» **Directions**:
Using the listing, copy each whole line that features "FieldViolation".

» **Data in this exercise**:

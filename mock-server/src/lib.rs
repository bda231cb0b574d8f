use std::{
    collections::{BTreeMap, HashSet},
    sync::Arc,
};

use axum::{
    extract::{Path, Query, State},
    http::{header, HeaderMap, StatusCode},
    response::{IntoResponse, Response},
    routing::{get, post},
    Json, Router,
};
use serde::{Deserialize, Serialize};
use serde_json::json;
use tokio::{net::TcpListener, sync::RwLock};
use uuid::Uuid;

pub const DEFAULT_PAGE_SIZE: u32 = 10;
const MAX_PAGE_SIZE: u32 = 100;
const NAME_MAX_CHARS: usize = 50;
const PRICE_MAX: f64 = 99_999.99;

#[derive(Clone, Debug, PartialEq, Serialize, Deserialize)]
pub struct Item {
    pub id: i64,
    pub name: String,
    pub description: String,
    pub price: f64,
}

#[derive(Deserialize)]
pub struct ItemInput {
    pub name: String,
    #[serde(default)]
    pub description: String,
    pub price: f64,
}

#[derive(Deserialize)]
pub struct LoginInput {
    pub username: String,
    pub password: String,
}

#[derive(Deserialize)]
pub struct ListParams {
    pub page: Option<u32>,
    pub page_size: Option<u32>,
}

#[derive(Clone, Debug, PartialEq, Serialize, Deserialize)]
pub struct Meta {
    pub total_count: u64,
    pub page: u32,
    pub page_size: u32,
    pub total_pages: u32,
}

#[derive(Clone, Debug, Serialize, Deserialize)]
pub struct ItemPage {
    pub data: Vec<Item>,
    pub meta: Meta,
}

#[derive(Clone, Debug, PartialEq, Serialize, Deserialize)]
pub struct FieldViolation {
    pub field: String,
    pub message: String,
}

/// The single account the server accepts.
#[derive(Clone, Debug)]
pub struct Credentials {
    pub username: String,
    pub password: String,
}

impl Default for Credentials {
    fn default() -> Self {
        Self {
            username: "admin".to_string(),
            password: "admin".to_string(),
        }
    }
}

impl Credentials {
    pub fn from_env() -> Self {
        let defaults = Self::default();
        Self {
            username: std::env::var("MOCK_USERNAME").unwrap_or(defaults.username),
            password: std::env::var("MOCK_PASSWORD").unwrap_or(defaults.password),
        }
    }
}

#[derive(Default)]
struct Store {
    items: BTreeMap<i64, Item>,
    next_id: i64,
    tokens: HashSet<String>,
}

#[derive(Clone)]
struct AppState {
    store: Arc<RwLock<Store>>,
    credentials: Arc<Credentials>,
}

enum Failure {
    Unauthorized,
    BadCredentials,
    NotFound,
    Invalid(Vec<FieldViolation>),
}

impl IntoResponse for Failure {
    fn into_response(self) -> Response {
        match self {
            Failure::Unauthorized => (
                StatusCode::UNAUTHORIZED,
                Json(json!({"detail": "Not authenticated"})),
            )
                .into_response(),
            Failure::BadCredentials => (
                StatusCode::UNAUTHORIZED,
                Json(json!({"detail": "Incorrect username or password"})),
            )
                .into_response(),
            Failure::NotFound => (
                StatusCode::NOT_FOUND,
                Json(json!({"detail": "Item not found"})),
            )
                .into_response(),
            Failure::Invalid(detail) => (
                StatusCode::UNPROCESSABLE_ENTITY,
                Json(json!({ "detail": detail })),
            )
                .into_response(),
        }
    }
}

pub fn app() -> Router {
    app_with(Credentials::default())
}

pub fn app_with(credentials: Credentials) -> Router {
    let state = AppState {
        store: Arc::new(RwLock::new(Store {
            next_id: 1,
            ..Store::default()
        })),
        credentials: Arc::new(credentials),
    };
    Router::new()
        .route("/api/auth/login", post(login))
        .route("/api/items", get(list_items).post(create_item))
        .route(
            "/api/items/{id}",
            get(get_item).put(update_item).delete(delete_item),
        )
        .with_state(state)
}

pub async fn run(listener: TcpListener) -> Result<(), std::io::Error> {
    axum::serve(listener, app_with(Credentials::from_env())).await
}

async fn authorize(state: &AppState, headers: &HeaderMap) -> Result<(), Failure> {
    let token = headers
        .get(header::AUTHORIZATION)
        .and_then(|v| v.to_str().ok())
        .and_then(|v| v.strip_prefix("Bearer "))
        .ok_or(Failure::Unauthorized)?;
    if state.store.read().await.tokens.contains(token) {
        Ok(())
    } else {
        Err(Failure::Unauthorized)
    }
}

/// Field checks plus name uniqueness among items other than `except`.
fn validate(store: &Store, input: &ItemInput, except: Option<i64>) -> Result<(), Failure> {
    let mut detail = Vec::new();
    let mut violation = |field: &str, message: &str| {
        detail.push(FieldViolation {
            field: field.to_string(),
            message: message.to_string(),
        })
    };

    let name = input.name.trim();
    if name.is_empty() {
        violation("name", "Name is required");
    } else if name.chars().count() > NAME_MAX_CHARS {
        violation("name", "Name cannot exceed 50 characters");
    } else if store
        .items
        .values()
        .any(|item| Some(item.id) != except && item.name.eq_ignore_ascii_case(name))
    {
        violation("name", "An item with this name already exists");
    }

    if !input.price.is_finite() || input.price < 0.0 || input.price > PRICE_MAX {
        violation("price", "Price must be between 0 and 99999.99");
    } else if ((input.price * 100.0).round() - input.price * 100.0).abs() > 1e-6 {
        violation("price", "Price must have at most two decimal places");
    }

    if detail.is_empty() {
        Ok(())
    } else {
        Err(Failure::Invalid(detail))
    }
}

async fn login(
    State(state): State<AppState>,
    Json(input): Json<LoginInput>,
) -> Result<Json<serde_json::Value>, Failure> {
    if input.username != state.credentials.username || input.password != state.credentials.password {
        tracing::warn!(username = %input.username, "rejected login");
        return Err(Failure::BadCredentials);
    }
    let token = Uuid::new_v4().simple().to_string();
    state.store.write().await.tokens.insert(token.clone());
    tracing::info!(username = %input.username, "issued token");
    Ok(Json(json!({"access_token": token, "token_type": "bearer"})))
}

async fn list_items(
    State(state): State<AppState>,
    headers: HeaderMap,
    Query(params): Query<ListParams>,
) -> Result<Json<ItemPage>, Failure> {
    authorize(&state, &headers).await?;
    let page = params.page.unwrap_or(1).max(1);
    let page_size = params
        .page_size
        .unwrap_or(DEFAULT_PAGE_SIZE)
        .clamp(1, MAX_PAGE_SIZE);

    let store = state.store.read().await;
    let total_count = store.items.len() as u64;
    let total_pages = total_count.div_ceil(u64::from(page_size)) as u32;
    let data = store
        .items
        .values()
        .skip((page as usize - 1).saturating_mul(page_size as usize))
        .take(page_size as usize)
        .cloned()
        .collect();

    Ok(Json(ItemPage {
        data,
        meta: Meta {
            total_count,
            page,
            page_size,
            total_pages,
        },
    }))
}

async fn create_item(
    State(state): State<AppState>,
    headers: HeaderMap,
    Json(input): Json<ItemInput>,
) -> Result<(StatusCode, Json<Item>), Failure> {
    authorize(&state, &headers).await?;
    let mut store = state.store.write().await;
    validate(&store, &input, None)?;

    let item = Item {
        id: store.next_id,
        name: input.name,
        description: input.description,
        price: input.price,
    };
    store.next_id += 1;
    store.items.insert(item.id, item.clone());
    tracing::info!(id = item.id, "created item");
    Ok((StatusCode::CREATED, Json(item)))
}

async fn get_item(
    State(state): State<AppState>,
    headers: HeaderMap,
    Path(id): Path<i64>,
) -> Result<Json<Item>, Failure> {
    authorize(&state, &headers).await?;
    let store = state.store.read().await;
    store.items.get(&id).cloned().map(Json).ok_or(Failure::NotFound)
}

async fn update_item(
    State(state): State<AppState>,
    headers: HeaderMap,
    Path(id): Path<i64>,
    Json(input): Json<ItemInput>,
) -> Result<Json<Item>, Failure> {
    authorize(&state, &headers).await?;
    let mut store = state.store.write().await;
    if !store.items.contains_key(&id) {
        return Err(Failure::NotFound);
    }
    validate(&store, &input, Some(id))?;

    let item = Item {
        id,
        name: input.name,
        description: input.description,
        price: input.price,
    };
    store.items.insert(id, item.clone());
    tracing::info!(id, "updated item");
    Ok(Json(item))
}

async fn delete_item(
    State(state): State<AppState>,
    headers: HeaderMap,
    Path(id): Path<i64>,
) -> Result<Json<serde_json::Value>, Failure> {
    authorize(&state, &headers).await?;
    let mut store = state.store.write().await;
    store.items.remove(&id).ok_or(Failure::NotFound)?;
    tracing::info!(id, "deleted item");
    Ok(Json(json!({"message": "Item deleted successfully"})))
}

#[cfg(test)]
mod tests {
    use super::*;

    fn input(name: &str, price: f64) -> ItemInput {
        ItemInput {
            name: name.to_string(),
            description: String::new(),
            price,
        }
    }

    fn store_with(name: &str) -> Store {
        let mut store = Store::default();
        store.items.insert(
            1,
            Item {
                id: 1,
                name: name.to_string(),
                description: String::new(),
                price: 1.0,
            },
        );
        store
    }

    fn violations(result: Result<(), Failure>) -> Vec<FieldViolation> {
        match result {
            Err(Failure::Invalid(detail)) => detail,
            Ok(()) => Vec::new(),
            Err(_) => panic!("unexpected failure kind"),
        }
    }

    #[test]
    fn item_input_defaults_description() {
        let input: ItemInput = serde_json::from_str(r#"{"name":"A","price":2.5}"#).unwrap();
        assert_eq!(input.description, "");
    }

    #[test]
    fn item_input_rejects_missing_price() {
        let result: Result<ItemInput, _> = serde_json::from_str(r#"{"name":"A"}"#);
        assert!(result.is_err());
    }

    #[test]
    fn validate_accepts_well_formed_input() {
        assert!(violations(validate(&Store::default(), &input("Lamp", 19.99), None)).is_empty());
    }

    #[test]
    fn validate_rejects_duplicate_names_except_self() {
        let store = store_with("Lamp");
        let detail = violations(validate(&store, &input("lamp", 1.0), None));
        assert_eq!(detail[0].field, "name");
        assert!(violations(validate(&store, &input("Lamp", 1.0), Some(1))).is_empty());
    }

    #[test]
    fn validate_rejects_bad_prices() {
        let store = Store::default();
        for price in [-1.0, 100_000.0, 1.234, f64::NAN] {
            let detail = violations(validate(&store, &input("Lamp", price), None));
            assert_eq!(detail.len(), 1, "{price}");
            assert_eq!(detail[0].field, "price");
        }
    }
}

» **Exercise response**:
pub struct FieldViolation {
    Invalid(Vec<FieldViolation>),
        detail.push(FieldViolation {
    fn violations(result: Result<(), Failure>) -> Vec<FieldViolation> {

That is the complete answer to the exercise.